> _HOW TO COMPLETE THIS TASK_
The full set of entries should be repeated without a single change.

__________________________________________________

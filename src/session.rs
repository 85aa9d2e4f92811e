//! Recording session orchestration.
//!
//! Wires the whole dataplane together in dependency order - GL runtime,
//! encoder adapter, capture backend, color engine, sinks - then runs the
//! pacer's main loop until a stop signal or a fatal error. Teardown is the
//! reverse: finish any in-flight replay save, flush the encoder, write the
//! trailer, drop GL last.

use std::path::PathBuf;
use std::rc::Rc;
use std::sync::Arc;

use gpurec_capture::{
    Backend, CaptureBackend, CaptureError, CaptureStatus, DamageTracker, KmsCapture,
    KmsCaptureParams, NvFbcCapture, NvFbcParams, PortalCapture, PortalParams, StopReason,
    XCompositeCapture, XCompositeParams,
};
use gpurec_color::{ColorConversion, ColorConversionParams};
use gpurec_encode::{
    CodecContext, CudaEncoder, Encoder, EncoderAdapter, EncodeFrame, SoftwareEncoder, TimeBase,
    VaapiEncoder, VideoCodec, VideoEncoderAdapter,
};
use gpurec_gl::{DisplayServer, GlRuntime, GpuVendor, RuntimeOptions};
use tracing::{debug, info, warn};

use crate::clock::{monotonic_seconds, RecordingClock};
use crate::config::{
    CaptureTarget, EncoderChoice, FramerateMode, OutputTarget, RecordConfig,
};
use crate::error::{RecordError, Result};
use crate::muxer::ContainerFactory;
use crate::pacer::{FramePacer, PacerConfig, TickDecision};
use crate::replay::{ReplayRing, ReplaySaver};
use crate::signal_flags;
use crate::sink::{shared, submit_all, DirectSink, OutputSink, ReplaySink, SharedSink};
use crate::stream_server::StreamServer;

__________________________________________________

> _WRITTEN RESPONSE_
filename src/session.rs
repository 85aa9d2e4f92811e
//! Recording session orchestration.
//!
//! Wires the whole dataplane together in dependency order - GL runtime,
//! encoder adapter, capture backend, color engine, sinks - then runs the
//! pacer's main loop until a stop signal or a fatal error. Teardown is the
//! reverse: finish any in-flight replay save, flush the encoder, write the
//! trailer, drop GL last.

use std::path::PathBuf;
use std::rc::Rc;
use std::sync::Arc;

use gpurec_capture::{
    Backend, CaptureBackend, CaptureError, CaptureStatus, DamageTracker, KmsCapture,
    KmsCaptureParams, NvFbcCapture, NvFbcParams, PortalCapture, PortalParams, StopReason,
    XCompositeCapture, XCompositeParams,
};
use gpurec_color::{ColorConversion, ColorConversionParams};
use gpurec_encode::{
    CodecContext, CudaEncoder, Encoder, EncoderAdapter, EncodeFrame, SoftwareEncoder, TimeBase,
    VaapiEncoder, VideoCodec, VideoEncoderAdapter,
};
use gpurec_gl::{DisplayServer, GlRuntime, GpuVendor, RuntimeOptions};
use tracing::{debug, info, warn};

use crate::clock::{monotonic_seconds, RecordingClock};
use crate::config::{
    CaptureTarget, EncoderChoice, FramerateMode, OutputTarget, RecordConfig,
};
use crate::error::{RecordError, Result};
use crate::muxer::ContainerFactory;
use crate::pacer::{FramePacer, PacerConfig, TickDecision};
use crate::replay::{ReplayRing, ReplaySaver};
use crate::signal_flags;
use crate::sink::{shared, submit_all, DirectSink, OutputSink, ReplaySink, SharedSink};
use crate::stream_server::StreamServer;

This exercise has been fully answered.